We told them we didn’t know the gender and wanted Michael to be the one to tell me and I requested to see my placenta, as you do. There was lots of pulling and pushing and tugging but it was all hidden behind the sheet they had placed vertically in front of us. The surgeon accidentally cut one of the other drs fingers whilst operating so she had to rush off to stop her bleeding. I started to feel some weird sensations so the anethetist swiftly topped me up with more drugs and away it went. It was such a surreal time as I could see my surgeon literally kneeling with her legs either side of me, wrestling with my organs to get my baby out yet couldn’t really feel anything. She, and the feminist in me loves that she was a she as most people would presume the surgeon would be male (well I did anyway) did comment that the baby was further down then they thought which is why it was taking quite a long time.

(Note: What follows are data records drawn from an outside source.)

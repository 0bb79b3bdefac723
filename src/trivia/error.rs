use thiserror::Error;

#[derive(Error, Debug)]
pub enum FetchError {
    /// HTTP 429, or the API's own rate-limit response code. Retried by the
    /// policy and never surfaced to the session unless retries run out.
    #[error("Rate limited by the trivia API")]
    RateLimited,
    #[error("Error: {status}")]
    Http { status: u16 },
    #[error("Network error: {0}")]
    Network(#[from] reqwest::Error),
    #[error("Malformed trivia payload: {0}")]
    Decode(#[from] serde_json::Error),
    #[error("Trivia API returned response code {code}")]
    Api { code: u8 },
    #[error("Expected {expected} questions, received {received}")]
    Incomplete { expected: usize, received: usize },
}

impl FetchError {
    pub fn is_rate_limited(&self) -> bool {
        matches!(self, FetchError::RateLimited)
    }
}

pub type Result<T, E = FetchError> = std::result::Result<T, E>;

But then, at 3.18am on Sunday 1st March, our beautiful baby boy was born. Michael didn’t get a chance to reveal the gender to me because as he was lifted up over the sheet we saw his giant, swollen red balls just before he did a wee right onto my face. An entrance like no other and one no one in that room would forget in a hurry. The surgeon told us the cord had been wrapped around his neck so that was why Iwasn’t progressing , the poor little thing. Andthen, just like that, the hours of pain and exhaustion were forgotten as we were gifted the most perfect little person we could ever imagine. It sounds cliche but it’s true. I’d do it all again for him.